___ PROVIDED RECORDS
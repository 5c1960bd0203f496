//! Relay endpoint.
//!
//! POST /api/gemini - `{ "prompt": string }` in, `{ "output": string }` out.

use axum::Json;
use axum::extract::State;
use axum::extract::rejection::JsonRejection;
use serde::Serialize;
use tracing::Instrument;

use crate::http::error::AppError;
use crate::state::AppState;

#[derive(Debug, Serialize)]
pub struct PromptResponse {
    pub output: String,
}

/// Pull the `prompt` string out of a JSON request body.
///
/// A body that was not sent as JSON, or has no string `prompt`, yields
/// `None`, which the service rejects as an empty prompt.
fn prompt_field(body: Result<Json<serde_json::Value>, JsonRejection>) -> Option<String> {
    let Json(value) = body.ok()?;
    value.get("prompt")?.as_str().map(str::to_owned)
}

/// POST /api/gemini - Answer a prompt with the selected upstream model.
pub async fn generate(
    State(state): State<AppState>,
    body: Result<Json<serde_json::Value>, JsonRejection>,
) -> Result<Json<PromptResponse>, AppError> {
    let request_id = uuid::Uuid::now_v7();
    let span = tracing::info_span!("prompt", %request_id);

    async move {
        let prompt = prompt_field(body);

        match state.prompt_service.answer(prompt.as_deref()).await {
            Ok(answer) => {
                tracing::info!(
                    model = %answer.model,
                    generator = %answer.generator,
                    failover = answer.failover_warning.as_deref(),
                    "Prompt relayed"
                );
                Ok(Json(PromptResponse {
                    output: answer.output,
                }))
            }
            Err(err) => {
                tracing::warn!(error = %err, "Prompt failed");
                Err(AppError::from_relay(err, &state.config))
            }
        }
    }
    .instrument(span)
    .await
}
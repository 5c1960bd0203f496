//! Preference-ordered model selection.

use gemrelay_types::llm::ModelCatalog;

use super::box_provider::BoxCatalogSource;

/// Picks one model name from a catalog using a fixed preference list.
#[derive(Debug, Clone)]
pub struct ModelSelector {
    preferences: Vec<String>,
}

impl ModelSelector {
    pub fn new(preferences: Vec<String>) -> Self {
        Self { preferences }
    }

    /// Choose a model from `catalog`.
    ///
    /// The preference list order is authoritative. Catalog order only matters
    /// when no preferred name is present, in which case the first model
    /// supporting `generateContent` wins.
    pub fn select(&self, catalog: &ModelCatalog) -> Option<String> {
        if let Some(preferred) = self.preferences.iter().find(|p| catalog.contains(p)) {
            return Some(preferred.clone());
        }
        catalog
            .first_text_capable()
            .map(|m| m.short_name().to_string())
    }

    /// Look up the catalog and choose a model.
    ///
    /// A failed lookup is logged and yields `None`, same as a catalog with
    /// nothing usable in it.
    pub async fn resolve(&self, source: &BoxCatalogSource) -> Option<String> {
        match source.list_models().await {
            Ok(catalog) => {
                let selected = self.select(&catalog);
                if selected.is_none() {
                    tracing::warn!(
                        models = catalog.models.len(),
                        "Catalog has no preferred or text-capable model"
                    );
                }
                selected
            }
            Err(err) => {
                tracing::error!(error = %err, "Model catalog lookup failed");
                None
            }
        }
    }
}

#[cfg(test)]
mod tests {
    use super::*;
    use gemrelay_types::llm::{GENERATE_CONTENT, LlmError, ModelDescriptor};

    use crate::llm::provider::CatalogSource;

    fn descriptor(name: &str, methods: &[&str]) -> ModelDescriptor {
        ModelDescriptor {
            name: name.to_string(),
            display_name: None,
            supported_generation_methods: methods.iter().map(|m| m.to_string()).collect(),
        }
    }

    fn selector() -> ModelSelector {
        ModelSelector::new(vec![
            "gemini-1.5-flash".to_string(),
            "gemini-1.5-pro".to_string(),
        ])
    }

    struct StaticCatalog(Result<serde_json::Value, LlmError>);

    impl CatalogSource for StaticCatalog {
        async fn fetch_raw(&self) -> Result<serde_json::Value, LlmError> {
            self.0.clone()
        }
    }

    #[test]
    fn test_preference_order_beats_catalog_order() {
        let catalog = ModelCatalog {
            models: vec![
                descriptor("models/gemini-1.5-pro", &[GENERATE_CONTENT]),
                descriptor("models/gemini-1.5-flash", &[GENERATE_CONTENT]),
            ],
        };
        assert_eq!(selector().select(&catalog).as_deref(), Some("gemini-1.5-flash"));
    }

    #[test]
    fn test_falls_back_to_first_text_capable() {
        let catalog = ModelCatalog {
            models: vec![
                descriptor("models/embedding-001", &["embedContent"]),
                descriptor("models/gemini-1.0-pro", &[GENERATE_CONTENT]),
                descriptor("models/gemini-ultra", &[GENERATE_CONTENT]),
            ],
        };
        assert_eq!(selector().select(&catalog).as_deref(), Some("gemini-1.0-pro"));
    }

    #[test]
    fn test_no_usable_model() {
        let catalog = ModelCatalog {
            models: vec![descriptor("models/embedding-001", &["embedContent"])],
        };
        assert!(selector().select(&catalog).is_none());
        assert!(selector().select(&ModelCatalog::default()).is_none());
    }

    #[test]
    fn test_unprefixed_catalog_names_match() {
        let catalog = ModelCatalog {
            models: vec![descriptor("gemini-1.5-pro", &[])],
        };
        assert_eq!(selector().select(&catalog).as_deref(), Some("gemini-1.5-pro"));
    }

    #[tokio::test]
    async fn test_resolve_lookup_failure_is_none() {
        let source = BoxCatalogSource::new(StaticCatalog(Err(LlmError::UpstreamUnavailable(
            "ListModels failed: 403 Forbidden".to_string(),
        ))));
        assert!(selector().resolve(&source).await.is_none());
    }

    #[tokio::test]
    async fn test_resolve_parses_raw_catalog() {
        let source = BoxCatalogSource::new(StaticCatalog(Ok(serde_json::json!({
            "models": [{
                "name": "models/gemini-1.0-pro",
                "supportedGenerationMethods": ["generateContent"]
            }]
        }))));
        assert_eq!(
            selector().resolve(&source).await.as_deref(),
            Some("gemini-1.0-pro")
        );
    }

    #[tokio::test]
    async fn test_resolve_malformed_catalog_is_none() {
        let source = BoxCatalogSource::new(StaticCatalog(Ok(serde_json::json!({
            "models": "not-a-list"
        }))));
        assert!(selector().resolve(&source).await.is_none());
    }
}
______
* **TASK OBJECTIVE**:
The answer should be one number: how many lines in the data contain the word "await".

* **WRITTEN SOLUTION**:
6